Hook types that work
| Hook Type | Example | Why It Works |
|---|---|---|
| Speed to value | Jump straight into the idea, zero intro | No "Hey guys, welcome back" — instant payoff |
| Curiosity hook | "If you've ever wondered whether..." | Brain can't scroll away from an open question |
| Authority hook | "Neuroscience shows..." / "Science says..." | Borrowed credibility = instant trust |
| Text hook | Bold text on screen with the core claim | We read faster than we listen — hits before audio |
| Visual hook | Something weird/unexpected on screen | Pattern interrupt forces the brain to pause |
| Contrast hook | "I spent $5.3M on this... now I'm letting it go" | Going one direction then flipping creates tension |
The rule: Speech to value, no intro. Not a single unnecessary word before the idea hits.
Pick the Right Idea (TAM)
TAM = Total Addressable Market. The #1 predictor of virality is how many people your idea applies to.

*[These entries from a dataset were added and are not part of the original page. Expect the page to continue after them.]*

//! Ready-made scenes shared by the terminal and web front ends.

use std::fmt;
use std::str::FromStr;
use std::sync::Arc;

use nalgebra::{Point2, Point3, Vector3};

use crate::curve::{b_spline, catmull_rom_line, cubic_bezier, function_graph, polyline_mesh_2d};
use crate::error::{Error, Result};
use crate::geometry::Mesh;
use crate::piplup::{self, PiplupDetail};
use crate::scene::{Material, Part, Scene};
use crate::surface::{hyperbolic_paraboloid, hyperboloid_one_sheet, sphere_with, SphereAttributes};
use crate::transform::identity;
use crate::tube::tube_from_spline;

/// Control points of the wave the tube and spline demos follow.
pub const WAVE: [[f32; 3]; 5] = [
    [-4.0, 1.0, 0.0],
    [-2.0, -1.0, 0.0],
    [0.0, 1.5, 0.0],
    [2.0, -1.0, 0.0],
    [4.0, 1.0, 0.0],
];

#[derive(Debug, Clone, Copy, PartialEq, Eq, Hash)]
pub enum DemoScene {
    /// Lit, textured Piplup
    Piplup,
    /// Vertex-coloured Piplup with paraboloid beak
    PiplupClassic,
    /// Sphere, hyperboloid and two saddles
    Surfaces,
    /// Tube swept along the wave, over a saddle
    Tube,
    /// The coloured cube
    Cube,
    /// Flat Bézier, B-spline and function graph in clip space
    Curves,
}

impl DemoScene {
    pub const ALL: [DemoScene; 6] = [
        DemoScene::Piplup,
        DemoScene::PiplupClassic,
        DemoScene::Surfaces,
        DemoScene::Tube,
        DemoScene::Cube,
        DemoScene::Curves,
    ];

    pub fn name(self) -> &'static str {
        match self {
            DemoScene::Piplup => "piplup",
            DemoScene::PiplupClassic => "piplup-classic",
            DemoScene::Surfaces => "surfaces",
            DemoScene::Tube => "tube",
            DemoScene::Cube => "cube",
            DemoScene::Curves => "curves",
        }
    }

    /// Viewer distance the scene was composed for.
    pub fn view_distance(self) -> f32 {
        match self {
            DemoScene::Piplup | DemoScene::PiplupClassic => 12.0,
            DemoScene::Surfaces | DemoScene::Cube => 6.0,
            DemoScene::Tube => 8.0,
            DemoScene::Curves => 1.0,
        }
    }

    pub fn build(self, detail: PiplupDetail) -> Result<Scene> {
        match self {
            DemoScene::Piplup => piplup::build(detail),
            DemoScene::PiplupClassic => piplup::build_with_paraboloid_beak(detail),
            DemoScene::Surfaces => surfaces(),
            DemoScene::Tube => tube(),
            DemoScene::Cube => Ok(single("cube", Mesh::cube(2.0))),
            DemoScene::Curves => curves(),
        }
    }
}

impl fmt::Display for DemoScene {
    fn fmt(&self, f: &mut fmt::Formatter<'_>) -> fmt::Result {
        f.write_str(self.name())
    }
}

impl FromStr for DemoScene {
    type Err = Error;

    fn from_str(s: &str) -> Result<Self> {
        DemoScene::ALL
            .into_iter()
            .find(|scene| scene.name() == s)
            .ok_or_else(|| Error::InvalidArgument(format!("unknown scene '{s}'")))
    }
}

fn add(scene: &mut Scene, name: &str, mesh: Mesh) {
    scene.add_part(Part::new(name, Arc::new(mesh), Material::default(), identity()));
}

fn single(name: &str, mesh: Mesh) -> Scene {
    let mut scene = Scene::new();
    add(&mut scene, name, mesh);
    scene
}

fn wave() -> Vec<Point3<f32>> {
    WAVE.iter().map(|&p| Point3::from(p)).collect()
}

fn surfaces() -> Result<Scene> {
    let mut scene = Scene::new();
    add(
        &mut scene,
        "sphere",
        sphere_with(0.5, 0.5, 0.5, 100, 100, SphereAttributes::PositionColor)?,
    );
    add(&mut scene, "hyperboloid", hyperboloid_one_sheet(0.5, 0.5, 0.5, 100, 100, 1.0)?);
    add(
        &mut scene,
        "saddle_right",
        hyperbolic_paraboloid(1.0, 1.0, 2.0, 2.0, 40, 60, Vector3::new(2.0, 0.0, 0.0))?,
    );
    add(
        &mut scene,
        "saddle_left",
        hyperbolic_paraboloid(1.0, 1.0, 2.0, 2.0, 40, 60, Vector3::new(-2.0, 0.0, 0.0))?,
    );
    add(&mut scene, "spline", catmull_rom_line(&wave(), 100)?);
    Ok(scene)
}

fn tube() -> Result<Scene> {
    let mut scene = Scene::new();
    add(
        &mut scene,
        "sphere",
        sphere_with(0.5, 0.5, 0.5, 100, 100, SphereAttributes::PositionColor)?,
    );
    add(&mut scene, "tube", tube_from_spline(&wave(), 100, 0.2, 20)?);
    add(
        &mut scene,
        "saddle",
        hyperbolic_paraboloid(1.0, 1.0, 2.0, 2.0, 50, 50, Vector3::new(0.0, -2.0, 0.0))?,
    );
    Ok(scene)
}

fn curves() -> Result<Scene> {
    let bezier = cubic_bezier(
        &[
            Point2::new(-0.8, -0.8),
            Point2::new(-0.5, 0.8),
            Point2::new(0.5, 0.8),
            Point2::new(0.8, -0.8),
        ],
        100,
    )?;
    let spline = b_spline(
        &[
            Point2::new(-1.0, -1.0),
            Point2::new(-1.0, 1.0),
            Point2::new(1.0, 1.0),
            Point2::new(1.0, -1.0),
        ],
        100,
        2,
    )?;

    let mut scene = Scene::new();
    add(&mut scene, "bezier", polyline_mesh_2d(&bezier, [0.0, 1.0, 1.0])?);
    add(&mut scene, "b_spline", polyline_mesh_2d(&spline, [1.0, 0.0, 1.0])?);
    add(&mut scene, "graph", function_graph(|x| x * x, 100)?);
    Ok(scene)
}

#[cfg(test)]
mod tests {
    use super::*;

    #[test]
    fn test_names_round_trip() {
        for scene in DemoScene::ALL {
            assert_eq!(scene.name().parse::<DemoScene>(), Ok(scene));
        }
        assert!("teapot".parse::<DemoScene>().is_err());
    }

    #[test]
    fn test_every_demo_builds() {
        for demo in DemoScene::ALL {
            let scene = demo.build(PiplupDetail::Preview).unwrap();
            assert!(!scene.is_empty(), "{demo} is empty");
            assert_eq!(scene.draw_list().unwrap().len(), scene.len());
        }
    }
}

- Max TAM ideas: money, relationships, life advice, health, confidence, friendship — things every human cares about
- The formula: Take a universal topic + deliver a non-obvious take on it
- A 5-year-old and a 95-year-old should both understand the core idea
- “You got a dopamine hit because you can relate, but you've never heard it said that way” — this is the sweet spot
Ask yourself: Could my mom AND my barber both care about this? If yes, you have max TAM.
Retention: The Loop Chain
The reason people watch to the end is curiosity loops — open one, close it, immediately open another.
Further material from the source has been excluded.